(Beginning of RECORDS FOR THE EXERCISE)

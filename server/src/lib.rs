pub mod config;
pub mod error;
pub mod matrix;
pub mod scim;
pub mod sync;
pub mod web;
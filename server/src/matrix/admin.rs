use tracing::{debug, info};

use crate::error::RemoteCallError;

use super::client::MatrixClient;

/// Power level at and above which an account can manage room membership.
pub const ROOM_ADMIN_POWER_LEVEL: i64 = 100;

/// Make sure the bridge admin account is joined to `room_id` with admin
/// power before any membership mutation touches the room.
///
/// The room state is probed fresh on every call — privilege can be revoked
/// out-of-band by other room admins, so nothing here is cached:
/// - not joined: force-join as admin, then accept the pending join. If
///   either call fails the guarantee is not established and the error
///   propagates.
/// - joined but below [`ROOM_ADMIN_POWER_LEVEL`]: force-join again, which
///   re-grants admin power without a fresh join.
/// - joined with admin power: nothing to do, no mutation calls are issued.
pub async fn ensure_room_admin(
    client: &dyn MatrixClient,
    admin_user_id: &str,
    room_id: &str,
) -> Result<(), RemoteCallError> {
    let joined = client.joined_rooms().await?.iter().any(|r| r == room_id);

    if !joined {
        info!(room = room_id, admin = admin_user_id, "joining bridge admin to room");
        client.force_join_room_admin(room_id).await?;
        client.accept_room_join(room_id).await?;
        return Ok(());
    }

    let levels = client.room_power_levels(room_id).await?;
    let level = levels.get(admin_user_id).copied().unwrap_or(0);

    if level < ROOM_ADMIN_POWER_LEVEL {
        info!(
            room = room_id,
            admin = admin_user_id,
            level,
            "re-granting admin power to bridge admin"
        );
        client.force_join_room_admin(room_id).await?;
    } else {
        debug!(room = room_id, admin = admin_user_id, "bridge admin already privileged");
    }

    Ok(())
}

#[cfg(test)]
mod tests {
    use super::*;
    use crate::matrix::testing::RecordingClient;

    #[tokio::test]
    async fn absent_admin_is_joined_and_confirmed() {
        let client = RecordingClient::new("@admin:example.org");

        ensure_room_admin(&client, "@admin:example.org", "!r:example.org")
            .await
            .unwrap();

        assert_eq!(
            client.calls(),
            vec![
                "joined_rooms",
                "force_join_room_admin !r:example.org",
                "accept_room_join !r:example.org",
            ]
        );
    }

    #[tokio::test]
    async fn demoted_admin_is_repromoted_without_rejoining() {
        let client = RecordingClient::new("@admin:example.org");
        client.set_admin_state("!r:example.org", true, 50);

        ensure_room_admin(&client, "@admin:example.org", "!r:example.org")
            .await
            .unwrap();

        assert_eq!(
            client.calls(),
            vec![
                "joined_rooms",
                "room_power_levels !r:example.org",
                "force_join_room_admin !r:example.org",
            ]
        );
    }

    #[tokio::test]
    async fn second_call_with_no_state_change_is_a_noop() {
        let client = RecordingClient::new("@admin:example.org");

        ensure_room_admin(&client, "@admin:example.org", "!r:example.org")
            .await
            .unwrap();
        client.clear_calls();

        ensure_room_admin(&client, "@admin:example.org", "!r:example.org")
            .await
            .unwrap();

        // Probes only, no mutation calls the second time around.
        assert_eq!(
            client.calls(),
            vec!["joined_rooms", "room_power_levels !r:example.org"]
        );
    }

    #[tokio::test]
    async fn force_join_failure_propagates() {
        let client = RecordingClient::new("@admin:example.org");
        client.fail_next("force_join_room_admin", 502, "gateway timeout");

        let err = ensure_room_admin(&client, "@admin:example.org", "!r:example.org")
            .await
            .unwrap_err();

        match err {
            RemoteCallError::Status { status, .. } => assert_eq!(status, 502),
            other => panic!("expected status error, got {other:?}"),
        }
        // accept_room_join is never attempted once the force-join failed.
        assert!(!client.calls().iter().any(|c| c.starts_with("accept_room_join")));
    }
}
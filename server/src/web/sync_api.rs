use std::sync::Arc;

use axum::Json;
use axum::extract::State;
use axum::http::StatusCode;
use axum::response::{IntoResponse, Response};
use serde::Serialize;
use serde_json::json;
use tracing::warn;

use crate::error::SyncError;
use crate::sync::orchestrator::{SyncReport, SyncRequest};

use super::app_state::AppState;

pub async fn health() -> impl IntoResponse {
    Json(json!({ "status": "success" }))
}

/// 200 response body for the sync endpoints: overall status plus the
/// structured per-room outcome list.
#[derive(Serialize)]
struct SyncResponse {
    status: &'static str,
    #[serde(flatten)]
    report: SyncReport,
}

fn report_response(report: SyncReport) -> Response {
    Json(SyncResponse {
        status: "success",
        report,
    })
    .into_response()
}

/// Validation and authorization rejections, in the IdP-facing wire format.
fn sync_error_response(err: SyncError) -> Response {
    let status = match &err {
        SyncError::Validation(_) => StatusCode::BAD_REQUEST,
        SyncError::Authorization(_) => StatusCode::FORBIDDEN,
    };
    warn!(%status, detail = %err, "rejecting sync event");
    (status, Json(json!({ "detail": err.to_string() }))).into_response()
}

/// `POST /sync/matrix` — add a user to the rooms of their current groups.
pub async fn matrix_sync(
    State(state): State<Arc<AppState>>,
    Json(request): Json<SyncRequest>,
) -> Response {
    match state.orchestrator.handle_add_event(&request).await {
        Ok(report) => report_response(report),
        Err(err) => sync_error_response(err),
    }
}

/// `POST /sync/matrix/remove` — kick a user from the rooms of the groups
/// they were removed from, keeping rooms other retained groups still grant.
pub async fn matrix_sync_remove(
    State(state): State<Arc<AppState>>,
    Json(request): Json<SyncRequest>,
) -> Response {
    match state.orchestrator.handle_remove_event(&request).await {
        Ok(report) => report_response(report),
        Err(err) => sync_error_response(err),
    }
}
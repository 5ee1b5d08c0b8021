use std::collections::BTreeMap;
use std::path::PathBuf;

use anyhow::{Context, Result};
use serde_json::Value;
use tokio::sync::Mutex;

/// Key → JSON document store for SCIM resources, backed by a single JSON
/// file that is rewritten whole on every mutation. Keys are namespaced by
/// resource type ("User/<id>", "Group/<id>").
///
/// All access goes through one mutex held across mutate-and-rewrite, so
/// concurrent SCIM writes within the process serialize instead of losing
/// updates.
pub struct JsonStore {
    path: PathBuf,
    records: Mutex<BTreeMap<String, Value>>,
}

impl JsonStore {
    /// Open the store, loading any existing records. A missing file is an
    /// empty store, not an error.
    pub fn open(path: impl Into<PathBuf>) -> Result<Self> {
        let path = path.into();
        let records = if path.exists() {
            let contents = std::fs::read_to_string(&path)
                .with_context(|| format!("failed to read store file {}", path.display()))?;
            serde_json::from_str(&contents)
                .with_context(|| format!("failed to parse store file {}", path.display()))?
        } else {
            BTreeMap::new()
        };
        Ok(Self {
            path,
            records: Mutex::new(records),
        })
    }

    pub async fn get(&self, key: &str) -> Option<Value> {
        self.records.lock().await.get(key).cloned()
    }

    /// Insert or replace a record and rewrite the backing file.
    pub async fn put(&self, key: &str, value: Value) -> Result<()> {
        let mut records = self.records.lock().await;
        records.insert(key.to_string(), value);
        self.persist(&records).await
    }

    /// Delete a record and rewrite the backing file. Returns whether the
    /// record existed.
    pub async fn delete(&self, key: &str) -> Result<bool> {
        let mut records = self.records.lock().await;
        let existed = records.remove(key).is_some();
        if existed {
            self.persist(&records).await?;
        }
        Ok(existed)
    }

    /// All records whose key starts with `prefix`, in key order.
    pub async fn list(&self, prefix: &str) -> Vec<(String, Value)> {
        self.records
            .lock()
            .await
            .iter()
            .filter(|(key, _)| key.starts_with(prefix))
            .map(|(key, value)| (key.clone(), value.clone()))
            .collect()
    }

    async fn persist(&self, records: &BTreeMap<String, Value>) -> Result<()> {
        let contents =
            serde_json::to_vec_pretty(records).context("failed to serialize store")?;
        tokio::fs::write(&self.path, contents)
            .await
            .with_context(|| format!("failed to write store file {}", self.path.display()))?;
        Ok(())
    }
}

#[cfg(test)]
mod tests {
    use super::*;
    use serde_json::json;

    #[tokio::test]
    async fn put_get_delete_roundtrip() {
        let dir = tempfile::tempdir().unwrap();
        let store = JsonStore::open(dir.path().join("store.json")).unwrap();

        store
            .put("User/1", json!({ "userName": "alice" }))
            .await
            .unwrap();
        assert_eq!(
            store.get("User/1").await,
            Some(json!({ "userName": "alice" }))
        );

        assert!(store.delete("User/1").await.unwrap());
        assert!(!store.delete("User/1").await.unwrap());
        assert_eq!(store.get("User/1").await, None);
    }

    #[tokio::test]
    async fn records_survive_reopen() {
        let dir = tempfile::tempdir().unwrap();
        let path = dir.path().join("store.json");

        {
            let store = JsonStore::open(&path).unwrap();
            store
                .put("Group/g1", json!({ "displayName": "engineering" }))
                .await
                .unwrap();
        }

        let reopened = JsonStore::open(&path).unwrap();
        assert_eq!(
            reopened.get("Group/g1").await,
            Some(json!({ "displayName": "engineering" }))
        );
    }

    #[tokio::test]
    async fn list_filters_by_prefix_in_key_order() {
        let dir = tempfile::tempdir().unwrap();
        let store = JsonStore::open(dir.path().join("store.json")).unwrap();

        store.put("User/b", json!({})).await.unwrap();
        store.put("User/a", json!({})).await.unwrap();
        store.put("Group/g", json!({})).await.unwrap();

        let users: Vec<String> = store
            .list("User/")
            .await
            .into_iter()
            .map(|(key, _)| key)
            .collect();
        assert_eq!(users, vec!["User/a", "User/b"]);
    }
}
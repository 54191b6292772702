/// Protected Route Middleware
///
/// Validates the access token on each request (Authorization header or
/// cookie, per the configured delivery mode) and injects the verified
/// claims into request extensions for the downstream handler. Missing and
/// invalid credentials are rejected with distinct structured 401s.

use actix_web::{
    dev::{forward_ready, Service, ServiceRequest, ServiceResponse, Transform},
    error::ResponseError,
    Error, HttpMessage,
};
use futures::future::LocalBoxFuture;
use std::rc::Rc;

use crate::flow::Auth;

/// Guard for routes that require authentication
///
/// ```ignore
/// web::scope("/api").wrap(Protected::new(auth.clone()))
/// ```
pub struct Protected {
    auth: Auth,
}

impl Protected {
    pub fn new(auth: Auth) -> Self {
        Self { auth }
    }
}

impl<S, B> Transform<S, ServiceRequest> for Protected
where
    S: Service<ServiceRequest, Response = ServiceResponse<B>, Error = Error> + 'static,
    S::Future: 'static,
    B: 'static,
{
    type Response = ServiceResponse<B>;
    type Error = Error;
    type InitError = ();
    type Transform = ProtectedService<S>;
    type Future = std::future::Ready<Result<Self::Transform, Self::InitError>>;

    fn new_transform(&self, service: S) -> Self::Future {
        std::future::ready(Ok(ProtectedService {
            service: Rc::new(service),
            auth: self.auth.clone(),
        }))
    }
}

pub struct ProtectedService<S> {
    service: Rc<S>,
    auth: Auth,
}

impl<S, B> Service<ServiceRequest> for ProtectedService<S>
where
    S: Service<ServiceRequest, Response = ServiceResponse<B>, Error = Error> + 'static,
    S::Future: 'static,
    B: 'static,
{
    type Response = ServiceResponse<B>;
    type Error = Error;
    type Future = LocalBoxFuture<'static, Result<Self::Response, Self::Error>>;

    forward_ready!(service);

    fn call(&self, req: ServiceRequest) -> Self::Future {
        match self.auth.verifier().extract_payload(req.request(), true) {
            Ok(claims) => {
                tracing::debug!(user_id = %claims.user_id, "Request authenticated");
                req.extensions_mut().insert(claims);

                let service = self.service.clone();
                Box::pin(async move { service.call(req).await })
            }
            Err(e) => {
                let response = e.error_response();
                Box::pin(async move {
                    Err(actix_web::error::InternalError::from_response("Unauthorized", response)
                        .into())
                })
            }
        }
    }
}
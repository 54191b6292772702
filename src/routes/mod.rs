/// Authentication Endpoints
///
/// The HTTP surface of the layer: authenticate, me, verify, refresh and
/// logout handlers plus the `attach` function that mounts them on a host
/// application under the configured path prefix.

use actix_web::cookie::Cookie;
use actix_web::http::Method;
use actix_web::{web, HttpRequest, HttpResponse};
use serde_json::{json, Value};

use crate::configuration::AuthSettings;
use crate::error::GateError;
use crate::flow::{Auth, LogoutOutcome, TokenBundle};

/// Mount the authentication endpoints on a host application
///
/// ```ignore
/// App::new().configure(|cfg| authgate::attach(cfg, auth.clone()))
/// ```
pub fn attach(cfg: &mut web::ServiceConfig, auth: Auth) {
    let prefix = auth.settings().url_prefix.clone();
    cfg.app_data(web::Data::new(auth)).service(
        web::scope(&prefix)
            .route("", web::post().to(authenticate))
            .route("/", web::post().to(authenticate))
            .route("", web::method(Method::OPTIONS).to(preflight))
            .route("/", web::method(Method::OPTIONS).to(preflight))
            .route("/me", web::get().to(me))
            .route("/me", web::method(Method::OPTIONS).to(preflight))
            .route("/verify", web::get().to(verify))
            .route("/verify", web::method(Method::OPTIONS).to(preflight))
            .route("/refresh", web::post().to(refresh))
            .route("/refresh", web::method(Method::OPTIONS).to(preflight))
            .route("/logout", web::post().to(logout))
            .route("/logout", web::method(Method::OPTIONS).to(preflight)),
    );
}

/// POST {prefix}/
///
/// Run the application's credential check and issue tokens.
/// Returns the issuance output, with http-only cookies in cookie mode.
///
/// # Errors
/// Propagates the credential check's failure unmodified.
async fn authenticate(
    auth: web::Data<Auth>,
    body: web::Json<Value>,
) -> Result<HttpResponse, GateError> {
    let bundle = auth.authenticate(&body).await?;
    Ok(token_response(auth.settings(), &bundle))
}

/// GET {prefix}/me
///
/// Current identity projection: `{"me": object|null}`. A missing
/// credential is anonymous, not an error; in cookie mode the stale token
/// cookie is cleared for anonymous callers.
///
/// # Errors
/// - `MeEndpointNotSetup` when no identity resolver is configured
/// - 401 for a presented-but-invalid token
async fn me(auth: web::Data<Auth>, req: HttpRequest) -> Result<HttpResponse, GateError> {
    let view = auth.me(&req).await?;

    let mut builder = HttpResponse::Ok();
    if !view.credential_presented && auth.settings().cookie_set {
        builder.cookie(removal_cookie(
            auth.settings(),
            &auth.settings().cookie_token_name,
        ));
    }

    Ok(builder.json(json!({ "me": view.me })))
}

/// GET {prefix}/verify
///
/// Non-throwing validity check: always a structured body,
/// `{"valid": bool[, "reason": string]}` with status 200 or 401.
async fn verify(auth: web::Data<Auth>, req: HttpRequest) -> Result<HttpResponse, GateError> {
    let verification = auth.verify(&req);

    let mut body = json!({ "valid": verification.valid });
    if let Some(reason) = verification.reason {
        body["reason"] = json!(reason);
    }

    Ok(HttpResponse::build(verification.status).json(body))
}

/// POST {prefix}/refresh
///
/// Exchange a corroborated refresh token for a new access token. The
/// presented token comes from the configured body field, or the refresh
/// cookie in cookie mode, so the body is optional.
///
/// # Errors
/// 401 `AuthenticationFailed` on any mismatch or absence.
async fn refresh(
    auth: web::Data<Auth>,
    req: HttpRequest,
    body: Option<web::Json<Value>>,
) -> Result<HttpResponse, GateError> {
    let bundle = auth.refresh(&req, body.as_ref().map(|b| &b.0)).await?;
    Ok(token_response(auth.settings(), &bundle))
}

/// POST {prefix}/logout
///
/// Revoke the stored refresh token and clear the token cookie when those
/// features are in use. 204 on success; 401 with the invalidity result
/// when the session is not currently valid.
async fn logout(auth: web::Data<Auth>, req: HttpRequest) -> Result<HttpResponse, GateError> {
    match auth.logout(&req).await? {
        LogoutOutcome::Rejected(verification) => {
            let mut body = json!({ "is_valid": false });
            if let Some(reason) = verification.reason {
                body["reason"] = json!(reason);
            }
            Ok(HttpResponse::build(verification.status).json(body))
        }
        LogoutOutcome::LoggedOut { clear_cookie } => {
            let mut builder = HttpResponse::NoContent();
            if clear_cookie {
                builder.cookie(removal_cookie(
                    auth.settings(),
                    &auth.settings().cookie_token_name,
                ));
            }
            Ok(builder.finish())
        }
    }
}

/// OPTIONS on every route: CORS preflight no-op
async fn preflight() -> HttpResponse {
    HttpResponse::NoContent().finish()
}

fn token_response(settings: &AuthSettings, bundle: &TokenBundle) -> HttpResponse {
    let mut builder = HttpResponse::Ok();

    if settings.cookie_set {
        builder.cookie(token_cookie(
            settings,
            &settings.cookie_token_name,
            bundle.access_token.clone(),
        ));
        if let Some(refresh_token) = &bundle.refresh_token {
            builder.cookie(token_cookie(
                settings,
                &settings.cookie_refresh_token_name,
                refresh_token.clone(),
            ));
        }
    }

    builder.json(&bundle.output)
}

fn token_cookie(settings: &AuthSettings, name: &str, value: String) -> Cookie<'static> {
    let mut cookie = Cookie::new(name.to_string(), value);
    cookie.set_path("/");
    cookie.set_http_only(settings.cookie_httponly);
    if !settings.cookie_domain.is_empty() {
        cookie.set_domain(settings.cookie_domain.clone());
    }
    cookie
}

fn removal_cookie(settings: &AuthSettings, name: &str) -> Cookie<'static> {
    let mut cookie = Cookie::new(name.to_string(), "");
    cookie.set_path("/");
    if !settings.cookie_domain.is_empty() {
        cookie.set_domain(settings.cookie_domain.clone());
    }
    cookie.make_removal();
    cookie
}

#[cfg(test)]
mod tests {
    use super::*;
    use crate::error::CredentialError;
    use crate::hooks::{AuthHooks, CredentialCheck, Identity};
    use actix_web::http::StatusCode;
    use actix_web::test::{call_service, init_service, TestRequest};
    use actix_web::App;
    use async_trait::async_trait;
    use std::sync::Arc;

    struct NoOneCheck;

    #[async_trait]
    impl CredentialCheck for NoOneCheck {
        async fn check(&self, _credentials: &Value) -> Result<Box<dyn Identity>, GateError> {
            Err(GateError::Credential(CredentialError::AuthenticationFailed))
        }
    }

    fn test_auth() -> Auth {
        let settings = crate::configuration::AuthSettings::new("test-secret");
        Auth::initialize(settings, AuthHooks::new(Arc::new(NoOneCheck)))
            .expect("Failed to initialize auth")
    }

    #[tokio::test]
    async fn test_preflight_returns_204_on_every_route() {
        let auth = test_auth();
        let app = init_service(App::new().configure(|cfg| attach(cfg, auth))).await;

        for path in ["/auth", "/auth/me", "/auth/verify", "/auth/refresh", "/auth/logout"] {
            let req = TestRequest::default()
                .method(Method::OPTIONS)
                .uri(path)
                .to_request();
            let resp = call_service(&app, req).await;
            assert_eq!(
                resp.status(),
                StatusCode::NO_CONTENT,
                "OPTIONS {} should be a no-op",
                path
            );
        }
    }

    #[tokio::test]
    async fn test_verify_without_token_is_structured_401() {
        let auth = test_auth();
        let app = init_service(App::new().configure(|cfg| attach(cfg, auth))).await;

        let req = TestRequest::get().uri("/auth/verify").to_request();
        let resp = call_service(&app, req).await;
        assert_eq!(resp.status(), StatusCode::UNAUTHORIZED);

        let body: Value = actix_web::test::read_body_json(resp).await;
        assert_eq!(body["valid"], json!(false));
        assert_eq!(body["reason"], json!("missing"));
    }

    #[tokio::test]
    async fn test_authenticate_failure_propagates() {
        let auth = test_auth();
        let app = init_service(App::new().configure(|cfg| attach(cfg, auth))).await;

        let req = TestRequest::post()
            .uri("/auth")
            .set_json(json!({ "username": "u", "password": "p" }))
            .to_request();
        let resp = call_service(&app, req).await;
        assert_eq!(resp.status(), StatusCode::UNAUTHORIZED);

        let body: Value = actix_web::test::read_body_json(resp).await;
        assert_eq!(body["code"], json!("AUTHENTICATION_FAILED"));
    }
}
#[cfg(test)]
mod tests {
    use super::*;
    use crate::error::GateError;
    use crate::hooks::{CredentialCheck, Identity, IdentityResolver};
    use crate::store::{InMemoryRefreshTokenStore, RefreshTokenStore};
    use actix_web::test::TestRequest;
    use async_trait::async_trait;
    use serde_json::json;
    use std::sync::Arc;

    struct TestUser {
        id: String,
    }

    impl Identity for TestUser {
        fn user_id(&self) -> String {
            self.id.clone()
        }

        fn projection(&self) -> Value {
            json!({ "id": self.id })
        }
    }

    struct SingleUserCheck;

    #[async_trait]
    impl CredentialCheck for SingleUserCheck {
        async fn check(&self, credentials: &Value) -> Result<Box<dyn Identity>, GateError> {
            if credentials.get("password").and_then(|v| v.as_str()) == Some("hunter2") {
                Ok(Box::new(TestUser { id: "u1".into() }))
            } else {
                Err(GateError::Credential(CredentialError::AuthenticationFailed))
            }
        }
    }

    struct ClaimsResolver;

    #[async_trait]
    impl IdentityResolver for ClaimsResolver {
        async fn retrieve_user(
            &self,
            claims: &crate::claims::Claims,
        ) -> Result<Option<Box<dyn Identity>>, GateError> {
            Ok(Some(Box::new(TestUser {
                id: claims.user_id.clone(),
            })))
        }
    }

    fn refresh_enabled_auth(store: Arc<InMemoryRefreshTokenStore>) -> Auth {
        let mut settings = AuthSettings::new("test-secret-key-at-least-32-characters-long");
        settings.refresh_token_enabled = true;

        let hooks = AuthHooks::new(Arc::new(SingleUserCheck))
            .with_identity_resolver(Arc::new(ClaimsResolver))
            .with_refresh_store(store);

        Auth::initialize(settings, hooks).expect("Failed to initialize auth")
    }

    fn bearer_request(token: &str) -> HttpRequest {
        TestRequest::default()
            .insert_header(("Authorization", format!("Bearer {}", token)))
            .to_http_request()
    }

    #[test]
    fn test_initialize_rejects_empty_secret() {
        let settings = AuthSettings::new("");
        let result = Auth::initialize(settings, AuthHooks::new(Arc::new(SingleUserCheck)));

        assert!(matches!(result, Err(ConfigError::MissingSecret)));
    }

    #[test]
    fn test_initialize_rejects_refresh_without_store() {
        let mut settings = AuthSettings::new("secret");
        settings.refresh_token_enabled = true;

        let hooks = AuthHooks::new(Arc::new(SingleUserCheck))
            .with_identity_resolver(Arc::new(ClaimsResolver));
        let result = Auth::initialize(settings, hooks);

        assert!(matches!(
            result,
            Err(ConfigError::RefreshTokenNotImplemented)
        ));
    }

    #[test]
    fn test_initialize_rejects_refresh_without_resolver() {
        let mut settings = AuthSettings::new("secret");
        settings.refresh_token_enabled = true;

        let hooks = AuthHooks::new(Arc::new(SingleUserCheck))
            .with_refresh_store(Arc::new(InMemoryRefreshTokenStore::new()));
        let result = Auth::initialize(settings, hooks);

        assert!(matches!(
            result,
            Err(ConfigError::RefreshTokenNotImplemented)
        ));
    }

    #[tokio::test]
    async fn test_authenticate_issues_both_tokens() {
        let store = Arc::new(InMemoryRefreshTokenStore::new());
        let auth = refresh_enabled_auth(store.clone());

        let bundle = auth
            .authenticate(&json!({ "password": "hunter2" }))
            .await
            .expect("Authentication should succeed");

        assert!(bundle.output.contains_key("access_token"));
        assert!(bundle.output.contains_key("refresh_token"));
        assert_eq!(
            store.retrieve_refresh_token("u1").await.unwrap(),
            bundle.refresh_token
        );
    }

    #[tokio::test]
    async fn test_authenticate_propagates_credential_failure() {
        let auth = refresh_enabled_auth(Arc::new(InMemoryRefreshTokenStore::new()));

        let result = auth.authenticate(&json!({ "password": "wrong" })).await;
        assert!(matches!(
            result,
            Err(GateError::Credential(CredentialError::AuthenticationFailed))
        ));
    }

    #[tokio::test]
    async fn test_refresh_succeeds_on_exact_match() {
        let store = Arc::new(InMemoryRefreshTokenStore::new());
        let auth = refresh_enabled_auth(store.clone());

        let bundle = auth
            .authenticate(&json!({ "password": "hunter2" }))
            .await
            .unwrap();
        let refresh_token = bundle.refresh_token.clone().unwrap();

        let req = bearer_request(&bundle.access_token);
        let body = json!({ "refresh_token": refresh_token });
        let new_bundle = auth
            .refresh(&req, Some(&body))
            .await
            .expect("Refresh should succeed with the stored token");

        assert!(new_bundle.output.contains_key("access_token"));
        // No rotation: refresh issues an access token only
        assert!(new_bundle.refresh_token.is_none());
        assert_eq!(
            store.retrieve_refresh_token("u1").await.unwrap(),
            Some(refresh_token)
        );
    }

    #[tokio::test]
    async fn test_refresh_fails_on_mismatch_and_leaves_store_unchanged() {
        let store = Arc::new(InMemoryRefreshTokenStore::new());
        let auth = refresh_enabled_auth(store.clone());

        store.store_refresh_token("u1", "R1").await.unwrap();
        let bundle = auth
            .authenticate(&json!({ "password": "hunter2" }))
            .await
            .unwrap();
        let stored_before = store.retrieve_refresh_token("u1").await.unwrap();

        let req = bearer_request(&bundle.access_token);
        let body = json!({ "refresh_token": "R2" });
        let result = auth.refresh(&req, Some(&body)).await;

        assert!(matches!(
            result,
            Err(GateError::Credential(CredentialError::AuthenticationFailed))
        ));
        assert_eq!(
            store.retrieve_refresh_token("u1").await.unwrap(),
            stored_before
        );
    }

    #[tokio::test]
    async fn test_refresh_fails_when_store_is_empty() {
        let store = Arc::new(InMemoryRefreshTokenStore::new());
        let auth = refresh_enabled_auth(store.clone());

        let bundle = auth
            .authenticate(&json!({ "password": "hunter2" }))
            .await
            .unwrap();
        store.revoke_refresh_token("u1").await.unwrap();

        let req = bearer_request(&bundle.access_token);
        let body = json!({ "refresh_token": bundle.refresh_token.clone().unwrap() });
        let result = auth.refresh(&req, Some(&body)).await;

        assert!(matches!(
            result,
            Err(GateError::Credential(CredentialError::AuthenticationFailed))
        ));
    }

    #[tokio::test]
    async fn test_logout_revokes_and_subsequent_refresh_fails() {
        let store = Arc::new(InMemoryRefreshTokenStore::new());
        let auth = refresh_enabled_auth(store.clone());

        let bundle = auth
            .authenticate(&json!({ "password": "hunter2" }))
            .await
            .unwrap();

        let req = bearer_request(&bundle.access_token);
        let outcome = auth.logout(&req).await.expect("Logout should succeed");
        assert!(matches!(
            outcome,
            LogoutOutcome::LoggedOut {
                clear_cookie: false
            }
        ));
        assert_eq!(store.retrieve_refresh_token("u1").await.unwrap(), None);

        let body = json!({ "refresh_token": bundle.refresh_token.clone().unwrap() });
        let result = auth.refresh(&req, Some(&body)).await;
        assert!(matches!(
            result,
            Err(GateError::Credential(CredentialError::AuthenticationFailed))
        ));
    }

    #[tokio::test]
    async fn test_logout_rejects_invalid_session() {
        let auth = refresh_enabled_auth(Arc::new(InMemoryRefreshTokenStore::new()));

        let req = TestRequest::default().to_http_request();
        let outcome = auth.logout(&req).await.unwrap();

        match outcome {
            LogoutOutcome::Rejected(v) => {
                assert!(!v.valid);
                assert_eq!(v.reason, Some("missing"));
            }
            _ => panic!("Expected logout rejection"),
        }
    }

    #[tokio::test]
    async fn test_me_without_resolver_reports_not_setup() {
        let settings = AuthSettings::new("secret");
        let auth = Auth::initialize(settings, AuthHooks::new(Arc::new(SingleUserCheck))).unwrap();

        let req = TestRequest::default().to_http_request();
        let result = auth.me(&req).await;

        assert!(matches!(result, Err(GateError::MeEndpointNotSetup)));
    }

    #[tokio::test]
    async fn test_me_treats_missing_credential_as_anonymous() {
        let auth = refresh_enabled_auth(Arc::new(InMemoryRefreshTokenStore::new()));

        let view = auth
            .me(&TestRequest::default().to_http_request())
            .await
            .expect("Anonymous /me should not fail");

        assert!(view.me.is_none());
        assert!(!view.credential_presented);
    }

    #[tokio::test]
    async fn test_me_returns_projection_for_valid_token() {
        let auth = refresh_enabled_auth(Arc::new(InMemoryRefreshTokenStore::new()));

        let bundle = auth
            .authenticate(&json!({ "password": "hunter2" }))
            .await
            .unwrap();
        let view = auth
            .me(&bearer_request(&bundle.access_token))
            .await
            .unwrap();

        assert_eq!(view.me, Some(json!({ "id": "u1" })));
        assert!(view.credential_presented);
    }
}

(End of RECORDS FOR THE EXERCISE)

__YOUR OBJECTIVE__
What is needed is an exact copy of the entries above, from the first line through the line holding "out-of-band by other", with both of those lines kept; please give nothing else.

__RESULT OF THE EXERCISE__
filename server/src/lib.rs
pub mod config;
pub mod error;
pub mod matrix;
pub mod scim;
pub mod sync;
pub mod web;
filename server/src/matrix/admin.rs
use tracing::{debug, info};

use crate::error::RemoteCallError;

use super::client::MatrixClient;

/// Power level at and above which an account can manage room membership.
pub const ROOM_ADMIN_POWER_LEVEL: i64 = 100;

/// Make sure the bridge admin account is joined to `room_id` with admin
/// power before any membership mutation touches the room.
///
/// The room state is probed fresh on every call — privilege can be revoked
/// out-of-band by other room admins, so nothing here is cached:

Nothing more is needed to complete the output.